Background: Genetic testing for persons with a heightened likelihood of harboring a germline mutation permits early identification and appropriate management. This study aimed to identify the proportion of breast cancer (BC) patients who were offered genetic testing and the prevalence of BRCA mutations among them. Additionally, we assessed the demographic and clinical features of BC patients in the Eastern Region of Saudi Arabia.

Materials and methods: Data from 2535 patients with BC were retrieved from the registry between 2017 and 2021. The data were analyzed and presented using univariate and bivariate statistics. Odds ratios and 95% confidence intervals using logistic regression analysis were computed to identify the predictors of BRCA testing.

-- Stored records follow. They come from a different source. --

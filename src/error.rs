//! Error types for disjoint-pool
//!
//! A single flat error enum covers every fallible pool operation. Entry
//! points that communicate failure through a null pointer additionally
//! record the error in a thread-local slot, retrieved through
//! [`DisjointPool::last_allocation_error`](crate::DisjointPool::last_allocation_error).

use thiserror::Error;

/// Result type for pool operations
pub type PoolResult<T> = Result<T, PoolError>;

/// Error kinds reported by the pool and by memory providers
#[derive(Debug, Clone, Copy, PartialEq, Eq, Hash, Error)]
pub enum PoolError {
    /// Bad configuration, e.g. a `min_bucket_size` that is not a power of two
    #[error("invalid argument")]
    InvalidArgument,

    /// The provider (or an internal scratch allocation) ran out of memory
    #[error("out of host memory")]
    OutOfHostMemory,

    /// The operation is not implemented by this pool (`calloc`, `realloc`)
    #[error("operation not supported")]
    NotSupported,

    /// The provider returned an unexpected code; propagated verbatim
    #[error("memory provider error (code {0})")]
    MemoryProviderSpecific(i32),
}

impl PoolError {
    /// Returns a static string describing the error
    pub const fn as_str(&self) -> &'static str {
        match self {
            PoolError::InvalidArgument => "invalid argument",
            PoolError::OutOfHostMemory => "out of host memory",
            PoolError::NotSupported => "operation not supported",
            PoolError::MemoryProviderSpecific(_) => "memory provider error",
        }
    }

    /// Checks if this is an out-of-memory error
    #[inline]
    pub const fn is_out_of_memory(&self) -> bool {
        matches!(self, PoolError::OutOfHostMemory)
    }
}

#[cfg(test)]
mod tests {
    use super::*;

    #[test]
    fn test_display() {
        assert_eq!(PoolError::OutOfHostMemory.to_string(), "out of host memory");
        assert_eq!(
            PoolError::MemoryProviderSpecific(22).to_string(),
            "memory provider error (code 22)"
        );
    }

    #[test]
    fn test_predicates() {
        assert!(PoolError::OutOfHostMemory.is_out_of_memory());
        assert!(!PoolError::NotSupported.is_out_of_memory());
    }
}
//! Shared accounting of bytes retained in pools
//!
//! A [`SharedLimits`] instance bounds how many bytes of coarse-grain memory
//! may sit idle in pools at any moment. Several pools can share one instance
//! (wrap it in an [`Arc`](std::sync::Arc) and hand it to each pool's
//! configuration); a pool without an explicit instance gets a private,
//! effectively unbounded one.

use core::sync::atomic::{AtomicUsize, Ordering};

use crate::utils::Backoff;

/// Atomic counter of bytes currently retained in pools, bounded by a cap
///
/// ## Invariants
///
/// - `total() <= max_size()` is never violated by a successful
///   [`try_reserve`](SharedLimits::try_reserve); the bound is re-checked on
///   every CAS iteration, so contention can never push the counter past the
///   cap, not even transiently.
/// - [`release`](SharedLimits::release) must only undo a previous successful
///   reservation of the same size.
#[derive(Debug)]
pub struct SharedLimits {
    max_size: usize,
    total_size: AtomicUsize,
}

impl SharedLimits {
    /// Creates a limits instance with the given cap in bytes
    pub fn new(max_size: usize) -> Self {
        Self {
            max_size,
            total_size: AtomicUsize::new(0),
        }
    }

    /// Creates an effectively unbounded instance
    pub fn unbounded() -> Self {
        Self::new(usize::MAX)
    }

    /// Returns the configured cap
    #[inline]
    pub fn max_size(&self) -> usize {
        self.max_size
    }

    /// Returns the bytes currently accounted as retained
    #[inline]
    pub fn total(&self) -> usize {
        self.total_size.load(Ordering::Acquire)
    }

    /// Attempts to account `bytes` more retained memory
    ///
    /// Returns `false` when the reservation would exceed the cap. A failed
    /// CAS re-reads the counter and re-checks the bound, so the loop exits
    /// as soon as concurrent reservations have consumed the remaining
    /// headroom.
    pub fn try_reserve(&self, bytes: usize) -> bool {
        let mut current = self.total_size.load(Ordering::Acquire);
        let mut backoff = Backoff::new();
        loop {
            let Some(new_total) = current.checked_add(bytes) else {
                return false;
            };
            if new_total > self.max_size {
                return false;
            }
            match self.total_size.compare_exchange_weak(
                current,
                new_total,
                Ordering::AcqRel,
                Ordering::Acquire,
            ) {
                Ok(_) => return true,
                Err(observed) => {
                    current = observed;
                    backoff.spin();
                }
            }
        }
    }

    /// Releases a previously reserved amount
    #[inline]
    pub fn release(&self, bytes: usize) {
        let prev = self.total_size.fetch_sub(bytes, Ordering::AcqRel);
        debug_assert!(prev >= bytes, "released more than was reserved");
    }
}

Results: Patients with BC ranged in age from 18 to 103 years, and the mean age was 49.60 ± 12.14 years. BC was detected in men in 29 (1.1%) cases. Among diagnosed patients with BC, a total of 96 (3.7%) patients underwent testing for BRCA gene mutations. Of them, 36 (37.5%) patients had a BRCA gene mutation. The likelihood of undergoing BRCA testing was higher for those who were diagnosed with the condition before the age of 50, patients who were referred from private institutions, and patients with a history of previously diagnosed cancer. The likelihood of conducting BRCA testing was significantly lower among those with distant metastases.

Conclusion: The proportion of BRCA testing among BC patients was found to be relatively low. The development of a cost-effective, locally developed risk assessment tool that incorporates genetic counseling and testing for those with a familial predisposition to BC is imperative.

沙特阿拉伯东部地区乳腺癌患者的基因检测:单中心经验。
背景:对携带种系突变可能性较高的人进行基因检测,可以及早发现并采取适当的治疗措施。本研究旨在确定接受基因检测的乳腺癌(BC)患者比例以及其中 BRCA 基因突变的发生率。此外,我们还评估了沙特阿拉伯东部地区乳腺癌患者的人口统计学和临床特征:在 2017 年至 2021 年期间,我们从登记处获取了 2535 名 BC 患者的数据。数据采用单变量和双变量统计进行分析和呈现。使用逻辑回归分析法计算了比率和 95% 置信区间,以确定 BRCA 检测的预测因素:BC 患者的年龄从 18 岁到 103 岁不等,平均年龄为 49.60 ± 12.14 岁。男性 BC 患者有 29 例(1.1%)。在确诊的 BC 患者中,共有 96 人(3.7%)接受了 BRCA 基因突变检测。其中,36 名(37.5%)患者有 BRCA 基因突变。在 50 岁之前被诊断出患有该疾病的患者、从私立机构转诊的患者以及曾被诊断出患有癌症的患者中,接受 BRCA 检测的可能性较高。有远处转移的患者进行 BRCA 检测的可能性明显较低:结论:BC 患者中进行 BRCA 检测的比例相对较低。当务之急是开发一种具有成本效益的、本地开发的风险评估工具,该工具应包含遗传咨询和对有家族性 BC 易感性的患者进行检测。
本文章由计算机程序翻译,如有差异,请以英文原文为准。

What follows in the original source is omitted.